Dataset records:
--

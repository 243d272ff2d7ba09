//! Resource mapper: aggregates the attribute mappers for a single SCIM
//! resource type.

use super::attribute::AttributeMapper;
use crate::error::Result;
use crate::filter::Filter;
use crate::ldap::{Entry, LdapFilter};
use crate::resource::Resource;
use log::{debug, warn};
use std::collections::HashSet;

/// Binds one SCIM resource type to its object classes, DN template, and
/// ordered attribute mappers.
#[derive(Debug, Clone)]
pub struct ResourceMapping {
    resource_name: String,
    object_classes: Vec<String>,
    dn_template: String,
    attribute_mappers: Vec<AttributeMapper>,
}

impl ResourceMapping {
    /// Build a mapping from its resolved parts. Construction happens once
    /// at startup, typically via [`super::compiler::compile`].
    pub fn new(
        resource_name: impl Into<String>,
        object_classes: Vec<String>,
        dn_template: impl Into<String>,
        attribute_mappers: Vec<AttributeMapper>,
    ) -> Self {
        Self {
            resource_name: resource_name.into(),
            object_classes,
            dn_template: dn_template.into(),
            attribute_mappers,
        }
    }

    /// The SCIM resource type this mapping serves.
    pub fn resource_name(&self) -> &str {
        &self.resource_name
    }

    /// Look up the mapper owning a given SCIM attribute name.
    pub fn mapper_for(&self, scim_attr: &str) -> Option<&AttributeMapper> {
        self.attribute_mappers
            .iter()
            .find(|m| m.scim_attribute().eq_ignore_ascii_case(scim_attr))
    }

    /// `toLDAPAttributes(resource) -> [ldap-attr]`: concatenate every
    /// mapper's output, then add the configured object classes.
    pub fn to_ldap_attributes(&self, resource: &Resource) -> Result<Entry> {
        let dn = self.construct_dn(resource)?;
        let mut entry = Entry::new(dn);
        for mapper in &self.attribute_mappers {
            mapper.to_ldap_attributes(resource, &mut entry)?;
        }
        if !self.object_classes.is_empty() {
            entry.set_values(
                "objectClass",
                self.object_classes
                    .iter()
                    .map(|c| c.clone().into_bytes())
                    .collect(),
            );
        }
        Ok(entry)
    }

    /// `toSCIMAttributes(resourceName, entry, projection) -> [scim-attr]`.
    ///
    /// An empty projection requests every mapped attribute.
    pub fn to_scim_attributes(&self, entry: &Entry, projection: &HashSet<String>) -> Result<Resource> {
        let mut data = serde_json::Map::new();
        for mapper in &self.attribute_mappers {
            if !projection.is_empty()
                && !projection
                    .iter()
                    .any(|p| p.eq_ignore_ascii_case(mapper.scim_attribute()))
            {
                continue;
            }
            if let Some((name, value)) = mapper.to_scim_attribute(entry)? {
                data.insert(name, value);
            } else {
                debug!(
                    "attribute '{}' absent from entry '{}'",
                    mapper.scim_attribute(),
                    entry.dn
                );
            }
        }
        Ok(Resource::new(self.resource_name.clone(), serde_json::Value::Object(data)))
    }

    /// `toLDAPFilter(scimFilter)`: delegates to the filter compiler.
    pub fn to_ldap_filter(&self, filter: &Filter) -> Result<LdapFilter> {
        super::compiler::compile(self, filter)
    }

    /// `toLDAPSortKey()`: the LDAP attribute a SCIM `sortBy` attribute name
    /// resolves to, or `None` if the attribute has no mapper or the mapper
    /// has no single attribute that can stand in for sort order (complex
    /// and plural-complex mappers).
    pub fn sort_key_for(&self, scim_attr: &str) -> Option<String> {
        self.mapper_for(scim_attr)?.to_ldap_sort_key()
    }

    /// `constructDN(resource)`: resolve `{attrName}` placeholders in the
    /// DN template against the resource's mapped attributes, using each
    /// attribute's first LDAP value. Unresolvable placeholders (the
    /// mapper is missing, or the attribute is absent on this resource)
    /// log a warning and are left as an empty string — a missing DN
    /// component is a data problem for the caller to reject, not a
    /// reason for this call itself to fail.
    pub fn construct_dn(&self, resource: &Resource) -> Result<String> {
        let mut dn = String::with_capacity(self.dn_template.len());
        let mut rest = self.dn_template.as_str();
        while let Some(start) = rest.find('{') {
            dn.push_str(&rest[..start]);
            let Some(end) = rest[start..].find('}') else {
                dn.push_str(&rest[start..]);
                rest = "";
                break;
            };
            let placeholder = &rest[start + 1..start + end];
            dn.push_str(&self.resolve_dn_placeholder(placeholder, resource));
            rest = &rest[start + end + 1..];
        }
        dn.push_str(rest);
        Ok(dn)
    }

    fn resolve_dn_placeholder(&self, ldap_attr: &str, resource: &Resource) -> String {
        let mut scratch = Entry::new("");
        for mapper in &self.attribute_mappers {
            if mapper
                .ldap_attribute_types()
                .iter()
                .any(|a| a.eq_ignore_ascii_case(ldap_attr))
            {
                if let Err(e) = mapper.to_ldap_attributes(resource, &mut scratch) {
                    warn!("DN placeholder '{{{ldap_attr}}}' failed to resolve: {e}");
                    return String::new();
                }
            }
        }
        match scratch.attribute(ldap_attr).and_then(|a| a.first()) {
            Some(bytes) => String::from_utf8_lossy(bytes).into_owned(),
            None => {
                warn!("DN placeholder '{{{ldap_attr}}}' has no value for this resource");
                String::new()
            }
        }
    }
}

--

- WORK REQUEST
Copy out all of the data exactly, leaving nothing out.

- SOLUTION BELOW
repository 243d272ff2d7ba09
//! Resource mapper: aggregates the attribute mappers for a single SCIM
//! resource type.

use super::attribute::AttributeMapper;
use crate::error::Result;
use crate::filter::Filter;
use crate::ldap::{Entry, LdapFilter};
use crate::resource::Resource;
use log::{debug, warn};
use std::collections::HashSet;

/// Binds one SCIM resource type to its object classes, DN template, and
/// ordered attribute mappers.
#[derive(Debug, Clone)]
pub struct ResourceMapping {
    resource_name: String,
    object_classes: Vec<String>,
    dn_template: String,
    attribute_mappers: Vec<AttributeMapper>,
}

impl ResourceMapping {
    /// Build a mapping from its resolved parts. Construction happens once
    /// at startup, typically via [`super::compiler::compile`].
    pub fn new(
        resource_name: impl Into<String>,
        object_classes: Vec<String>,
        dn_template: impl Into<String>,
        attribute_mappers: Vec<AttributeMapper>,
    ) -> Self {
        Self {
            resource_name: resource_name.into(),
            object_classes,
            dn_template: dn_template.into(),
            attribute_mappers,
        }
    }

    /// The SCIM resource type this mapping serves.
    pub fn resource_name(&self) -> &str {
        &self.resource_name
    }

    /// Look up the mapper owning a given SCIM attribute name.
    pub fn mapper_for(&self, scim_attr: &str) -> Option<&AttributeMapper> {
        self.attribute_mappers
            .iter()
            .find(|m| m.scim_attribute().eq_ignore_ascii_case(scim_attr))
    }

    /// `toLDAPAttributes(resource) -> [ldap-attr]`: concatenate every
    /// mapper's output, then add the configured object classes.
    pub fn to_ldap_attributes(&self, resource: &Resource) -> Result<Entry> {
        let dn = self.construct_dn(resource)?;
        let mut entry = Entry::new(dn);
        for mapper in &self.attribute_mappers {
            mapper.to_ldap_attributes(resource, &mut entry)?;
        }
        if !self.object_classes.is_empty() {
            entry.set_values(
                "objectClass",
                self.object_classes
                    .iter()
                    .map(|c| c.clone().into_bytes())
                    .collect(),
            );
        }
        Ok(entry)
    }

    /// `toSCIMAttributes(resourceName, entry, projection) -> [scim-attr]`.
    ///
    /// An empty projection requests every mapped attribute.
    pub fn to_scim_attributes(&self, entry: &Entry, projection: &HashSet<String>) -> Result<Resource> {
        let mut data = serde_json::Map::new();
        for mapper in &self.attribute_mappers {
            if !projection.is_empty()
                && !projection
                    .iter()
                    .any(|p| p.eq_ignore_ascii_case(mapper.scim_attribute()))
            {
                continue;
            }
            if let Some((name, value)) = mapper.to_scim_attribute(entry)? {
                data.insert(name, value);
            } else {
                debug!(
                    "attribute '{}' absent from entry '{}'",
                    mapper.scim_attribute(),
                    entry.dn
                );
            }
        }
        Ok(Resource::new(self.resource_name.clone(), serde_json::Value::Object(data)))
    }

    /// `toLDAPFilter(scimFilter)`: delegates to the filter compiler.
    pub fn to_ldap_filter(&self, filter: &Filter) -> Result<LdapFilter> {
        super::compiler::compile(self, filter)
    }

    /// `toLDAPSortKey()`: the LDAP attribute a SCIM `sortBy` attribute name
    /// resolves to, or `None` if the attribute has no mapper or the mapper
    /// has no single attribute that can stand in for sort order (complex
    /// and plural-complex mappers).
    pub fn sort_key_for(&self, scim_attr: &str) -> Option<String> {
        self.mapper_for(scim_attr)?.to_ldap_sort_key()
    }

    /// `constructDN(resource)`: resolve `{attrName}` placeholders in the
    /// DN template against the resource's mapped attributes, using each
    /// attribute's first LDAP value. Unresolvable placeholders (the
    /// mapper is missing, or the attribute is absent on this resource)
    /// log a warning and are left as an empty string — a missing DN
    /// component is a data problem for the caller to reject, not a
    /// reason for this call itself to fail.
    pub fn construct_dn(&self, resource: &Resource) -> Result<String> {
        let mut dn = String::with_capacity(self.dn_template.len());
        let mut rest = self.dn_template.as_str();
        while let Some(start) = rest.find('{') {
            dn.push_str(&rest[..start]);
            let Some(end) = rest[start..].find('}') else {
                dn.push_str(&rest[start..]);
                rest = "";
                break;
            };
            let placeholder = &rest[start + 1..start + end];
            dn.push_str(&self.resolve_dn_placeholder(placeholder, resource));
            rest = &rest[start + end + 1..];
        }
        dn.push_str(rest);
        Ok(dn)
    }

    fn resolve_dn_placeholder(&self, ldap_attr: &str, resource: &Resource) -> String {
        let mut scratch = Entry::new("");
        for mapper in &self.attribute_mappers {
            if mapper
                .ldap_attribute_types()
                .iter()
                .any(|a| a.eq_ignore_ascii_case(ldap_attr))
            {
                if let Err(e) = mapper.to_ldap_attributes(resource, &mut scratch) {
                    warn!("DN placeholder '{{{ldap_attr}}}' failed to resolve: {e}");
                    return String::new();
                }
            }
        }
        match scratch.attribute(ldap_attr).and_then(|a| a.first()) {
            Some(bytes) => String::from_utf8_lossy(bytes).into_owned(),
            None => {
                warn!("DN placeholder '{{{ldap_attr}}}' has no value for this resource");
                String::new()
            }
        }
    }
}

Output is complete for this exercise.